§ **YOUR TASK**
Repeat the records. Match each character exactly.

§ **DATA EXTRACT**
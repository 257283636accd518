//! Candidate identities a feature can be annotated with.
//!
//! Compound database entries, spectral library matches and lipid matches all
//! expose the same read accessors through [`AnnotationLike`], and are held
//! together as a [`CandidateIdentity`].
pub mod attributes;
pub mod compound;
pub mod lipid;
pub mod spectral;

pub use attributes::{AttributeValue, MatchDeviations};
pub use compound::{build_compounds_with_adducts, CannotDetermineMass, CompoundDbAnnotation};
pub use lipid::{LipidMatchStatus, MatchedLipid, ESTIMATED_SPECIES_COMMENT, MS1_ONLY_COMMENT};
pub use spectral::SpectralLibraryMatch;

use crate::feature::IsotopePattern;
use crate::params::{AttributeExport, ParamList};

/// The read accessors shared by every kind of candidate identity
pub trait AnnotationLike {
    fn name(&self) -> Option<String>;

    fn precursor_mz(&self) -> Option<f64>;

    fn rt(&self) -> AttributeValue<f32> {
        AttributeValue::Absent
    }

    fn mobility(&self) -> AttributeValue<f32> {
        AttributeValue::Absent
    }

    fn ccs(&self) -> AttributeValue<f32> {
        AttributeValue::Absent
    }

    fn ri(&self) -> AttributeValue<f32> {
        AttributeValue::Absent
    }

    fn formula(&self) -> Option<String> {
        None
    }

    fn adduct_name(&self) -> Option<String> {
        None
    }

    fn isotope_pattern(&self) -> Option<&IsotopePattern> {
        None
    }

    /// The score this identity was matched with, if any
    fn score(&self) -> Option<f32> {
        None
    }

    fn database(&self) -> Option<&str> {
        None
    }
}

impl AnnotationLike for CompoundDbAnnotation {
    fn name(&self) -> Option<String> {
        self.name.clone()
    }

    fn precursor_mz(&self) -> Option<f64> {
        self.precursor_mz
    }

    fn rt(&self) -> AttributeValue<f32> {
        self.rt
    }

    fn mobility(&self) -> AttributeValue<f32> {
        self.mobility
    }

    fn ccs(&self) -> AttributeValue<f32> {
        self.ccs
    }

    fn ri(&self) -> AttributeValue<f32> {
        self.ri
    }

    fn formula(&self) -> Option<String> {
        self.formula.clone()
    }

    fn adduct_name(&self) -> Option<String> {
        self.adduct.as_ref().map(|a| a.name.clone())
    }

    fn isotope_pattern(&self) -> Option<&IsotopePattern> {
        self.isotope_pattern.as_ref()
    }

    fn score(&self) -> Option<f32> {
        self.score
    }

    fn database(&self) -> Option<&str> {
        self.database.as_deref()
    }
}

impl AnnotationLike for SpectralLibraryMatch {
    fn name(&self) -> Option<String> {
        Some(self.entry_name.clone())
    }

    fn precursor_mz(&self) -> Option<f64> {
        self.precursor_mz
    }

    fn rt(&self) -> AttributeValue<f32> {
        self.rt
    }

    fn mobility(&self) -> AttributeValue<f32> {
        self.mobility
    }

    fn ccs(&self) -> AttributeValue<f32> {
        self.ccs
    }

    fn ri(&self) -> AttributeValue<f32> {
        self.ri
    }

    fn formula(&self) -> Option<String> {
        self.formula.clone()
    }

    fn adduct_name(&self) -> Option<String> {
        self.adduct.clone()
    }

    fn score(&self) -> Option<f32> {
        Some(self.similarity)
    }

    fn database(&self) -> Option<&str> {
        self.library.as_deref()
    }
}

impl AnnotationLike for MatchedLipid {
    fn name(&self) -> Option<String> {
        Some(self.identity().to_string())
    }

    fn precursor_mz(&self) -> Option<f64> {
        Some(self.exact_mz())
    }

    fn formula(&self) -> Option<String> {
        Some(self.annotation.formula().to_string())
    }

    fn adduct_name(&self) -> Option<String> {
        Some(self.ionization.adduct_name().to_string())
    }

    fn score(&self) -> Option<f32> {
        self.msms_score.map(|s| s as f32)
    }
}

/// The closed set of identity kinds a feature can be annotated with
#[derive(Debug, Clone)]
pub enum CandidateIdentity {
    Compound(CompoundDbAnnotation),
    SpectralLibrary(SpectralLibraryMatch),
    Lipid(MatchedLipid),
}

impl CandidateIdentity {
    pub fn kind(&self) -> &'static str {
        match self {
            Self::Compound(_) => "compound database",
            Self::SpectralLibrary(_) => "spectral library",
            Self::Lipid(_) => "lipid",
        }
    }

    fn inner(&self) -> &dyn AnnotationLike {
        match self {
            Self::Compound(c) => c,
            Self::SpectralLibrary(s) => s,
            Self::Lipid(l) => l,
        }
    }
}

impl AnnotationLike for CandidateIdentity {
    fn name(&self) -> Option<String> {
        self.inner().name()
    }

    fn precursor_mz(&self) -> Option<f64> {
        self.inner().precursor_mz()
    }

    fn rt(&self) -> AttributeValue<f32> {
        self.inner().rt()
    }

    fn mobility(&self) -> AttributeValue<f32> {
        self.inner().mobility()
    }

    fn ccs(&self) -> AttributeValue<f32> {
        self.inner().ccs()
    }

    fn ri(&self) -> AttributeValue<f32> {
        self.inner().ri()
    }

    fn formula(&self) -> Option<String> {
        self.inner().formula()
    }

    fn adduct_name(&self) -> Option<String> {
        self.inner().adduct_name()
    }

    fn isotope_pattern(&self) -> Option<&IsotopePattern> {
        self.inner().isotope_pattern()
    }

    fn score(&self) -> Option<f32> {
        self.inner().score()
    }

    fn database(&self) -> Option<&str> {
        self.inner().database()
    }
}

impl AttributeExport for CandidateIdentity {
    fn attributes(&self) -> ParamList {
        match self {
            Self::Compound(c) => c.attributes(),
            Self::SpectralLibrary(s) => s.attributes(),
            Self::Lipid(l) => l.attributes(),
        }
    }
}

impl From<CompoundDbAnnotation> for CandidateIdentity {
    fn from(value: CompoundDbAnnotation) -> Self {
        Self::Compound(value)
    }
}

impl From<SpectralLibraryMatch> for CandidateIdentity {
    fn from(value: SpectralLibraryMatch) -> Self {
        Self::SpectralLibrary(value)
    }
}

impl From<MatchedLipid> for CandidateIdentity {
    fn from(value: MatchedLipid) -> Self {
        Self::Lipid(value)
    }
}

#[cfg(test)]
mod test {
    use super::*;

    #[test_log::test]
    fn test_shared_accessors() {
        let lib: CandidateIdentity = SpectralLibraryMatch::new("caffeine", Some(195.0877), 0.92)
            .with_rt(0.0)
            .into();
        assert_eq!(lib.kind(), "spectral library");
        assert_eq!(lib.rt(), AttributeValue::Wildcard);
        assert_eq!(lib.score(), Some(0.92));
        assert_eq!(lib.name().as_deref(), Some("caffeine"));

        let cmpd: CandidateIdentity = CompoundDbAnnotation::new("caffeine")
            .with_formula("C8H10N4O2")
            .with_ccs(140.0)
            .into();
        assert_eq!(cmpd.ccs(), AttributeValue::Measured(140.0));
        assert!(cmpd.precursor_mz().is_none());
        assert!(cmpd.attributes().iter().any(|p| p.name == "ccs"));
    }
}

§ **RESULT BELOW**
repository 257283636accd518
//! Candidate identities a feature can be annotated with.
//!
//! Compound database entries, spectral library matches and lipid matches all
//! expose the same read accessors through [`AnnotationLike`], and are held
//! together as a [`CandidateIdentity`].
pub mod attributes;
pub mod compound;
pub mod lipid;
pub mod spectral;

pub use attributes::{AttributeValue, MatchDeviations};
pub use compound::{build_compounds_with_adducts, CannotDetermineMass, CompoundDbAnnotation};
pub use lipid::{LipidMatchStatus, MatchedLipid, ESTIMATED_SPECIES_COMMENT, MS1_ONLY_COMMENT};
pub use spectral::SpectralLibraryMatch;

use crate::feature::IsotopePattern;
use crate::params::{AttributeExport, ParamList};

/// The read accessors shared by every kind of candidate identity
pub trait AnnotationLike {
    fn name(&self) -> Option<String>;

    fn precursor_mz(&self) -> Option<f64>;

    fn rt(&self) -> AttributeValue<f32> {
        AttributeValue::Absent
    }

    fn mobility(&self) -> AttributeValue<f32> {
        AttributeValue::Absent
    }

    fn ccs(&self) -> AttributeValue<f32> {
        AttributeValue::Absent
    }

    fn ri(&self) -> AttributeValue<f32> {
        AttributeValue::Absent
    }

    fn formula(&self) -> Option<String> {
        None
    }

    fn adduct_name(&self) -> Option<String> {
        None
    }

    fn isotope_pattern(&self) -> Option<&IsotopePattern> {
        None
    }

    /// The score this identity was matched with, if any
    fn score(&self) -> Option<f32> {
        None
    }

    fn database(&self) -> Option<&str> {
        None
    }
}

impl AnnotationLike for CompoundDbAnnotation {
    fn name(&self) -> Option<String> {
        self.name.clone()
    }

    fn precursor_mz(&self) -> Option<f64> {
        self.precursor_mz
    }

    fn rt(&self) -> AttributeValue<f32> {
        self.rt
    }

    fn mobility(&self) -> AttributeValue<f32> {
        self.mobility
    }

    fn ccs(&self) -> AttributeValue<f32> {
        self.ccs
    }

    fn ri(&self) -> AttributeValue<f32> {
        self.ri
    }

    fn formula(&self) -> Option<String> {
        self.formula.clone()
    }

    fn adduct_name(&self) -> Option<String> {
        self.adduct.as_ref().map(|a| a.name.clone())
    }

    fn isotope_pattern(&self) -> Option<&IsotopePattern> {
        self.isotope_pattern.as_ref()
    }

    fn score(&self) -> Option<f32> {
        self.score
    }

    fn database(&self) -> Option<&str> {
        self.database.as_deref()
    }
}

impl AnnotationLike for SpectralLibraryMatch {
    fn name(&self) -> Option<String> {
        Some(self.entry_name.clone())
    }

    fn precursor_mz(&self) -> Option<f64> {
        self.precursor_mz
    }

    fn rt(&self) -> AttributeValue<f32> {
        self.rt
    }

    fn mobility(&self) -> AttributeValue<f32> {
        self.mobility
    }

    fn ccs(&self) -> AttributeValue<f32> {
        self.ccs
    }

    fn ri(&self) -> AttributeValue<f32> {
        self.ri
    }

    fn formula(&self) -> Option<String> {
        self.formula.clone()
    }

    fn adduct_name(&self) -> Option<String> {
        self.adduct.clone()
    }

    fn score(&self) -> Option<f32> {
        Some(self.similarity)
    }

    fn database(&self) -> Option<&str> {
        self.library.as_deref()
    }
}

impl AnnotationLike for MatchedLipid {
    fn name(&self) -> Option<String> {
        Some(self.identity().to_string())
    }

    fn precursor_mz(&self) -> Option<f64> {
        Some(self.exact_mz())
    }

    fn formula(&self) -> Option<String> {
        Some(self.annotation.formula().to_string())
    }

    fn adduct_name(&self) -> Option<String> {
        Some(self.ionization.adduct_name().to_string())
    }

    fn score(&self) -> Option<f32> {
        self.msms_score.map(|s| s as f32)
    }
}

/// The closed set of identity kinds a feature can be annotated with
#[derive(Debug, Clone)]
pub enum CandidateIdentity {
    Compound(CompoundDbAnnotation),
    SpectralLibrary(SpectralLibraryMatch),
    Lipid(MatchedLipid),
}

impl CandidateIdentity {
    pub fn kind(&self) -> &'static str {
        match self {
            Self::Compound(_) => "compound database",
            Self::SpectralLibrary(_) => "spectral library",
            Self::Lipid(_) => "lipid",
        }
    }

    fn inner(&self) -> &dyn AnnotationLike {
        match self {
            Self::Compound(c) => c,
            Self::SpectralLibrary(s) => s,
            Self::Lipid(l) => l,
        }
    }
}

impl AnnotationLike for CandidateIdentity {
    fn name(&self) -> Option<String> {
        self.inner().name()
    }

    fn precursor_mz(&self) -> Option<f64> {
        self.inner().precursor_mz()
    }

    fn rt(&self) -> AttributeValue<f32> {
        self.inner().rt()
    }

    fn mobility(&self) -> AttributeValue<f32> {
        self.inner().mobility()
    }

    fn ccs(&self) -> AttributeValue<f32> {
        self.inner().ccs()
    }

    fn ri(&self) -> AttributeValue<f32> {
        self.inner().ri()
    }

    fn formula(&self) -> Option<String> {
        self.inner().formula()
    }

    fn adduct_name(&self) -> Option<String> {
        self.inner().adduct_name()
    }

    fn isotope_pattern(&self) -> Option<&IsotopePattern> {
        self.inner().isotope_pattern()
    }

    fn score(&self) -> Option<f32> {
        self.inner().score()
    }

    fn database(&self) -> Option<&str> {
        self.inner().database()
    }
}

impl AttributeExport for CandidateIdentity {
    fn attributes(&self) -> ParamList {
        match self {
            Self::Compound(c) => c.attributes(),
            Self::SpectralLibrary(s) => s.attributes(),
            Self::Lipid(l) => l.attributes(),
        }
    }
}

impl From<CompoundDbAnnotation> for CandidateIdentity {
    fn from(value: CompoundDbAnnotation) -> Self {
        Self::Compound(value)
    }
}

impl From<SpectralLibraryMatch> for CandidateIdentity {
    fn from(value: SpectralLibraryMatch) -> Self {
        Self::SpectralLibrary(value)
    }
}

impl From<MatchedLipid> for CandidateIdentity {
    fn from(value: MatchedLipid) -> Self {
        Self::Lipid(value)
    }
}

#[cfg(test)]
mod test {
    use super::*;

    #[test_log::test]
    fn test_shared_accessors() {
        let lib: CandidateIdentity = SpectralLibraryMatch::new("caffeine", Some(195.0877), 0.92)
            .with_rt(0.0)
            .into();
        assert_eq!(lib.kind(), "spectral library");
        assert_eq!(lib.rt(), AttributeValue::Wildcard);
        assert_eq!(lib.score(), Some(0.92));
        assert_eq!(lib.name().as_deref(), Some("caffeine"));

        let cmpd: CandidateIdentity = CompoundDbAnnotation::new("caffeine")
            .with_formula("C8H10N4O2")
            .with_ccs(140.0)
            .into();
        assert_eq!(cmpd.ccs(), AttributeValue::Measured(140.0));
        assert!(cmpd.precursor_mz().is_none());
        assert!(cmpd.attributes().iter().any(|p| p.name == "ccs"));
    }
}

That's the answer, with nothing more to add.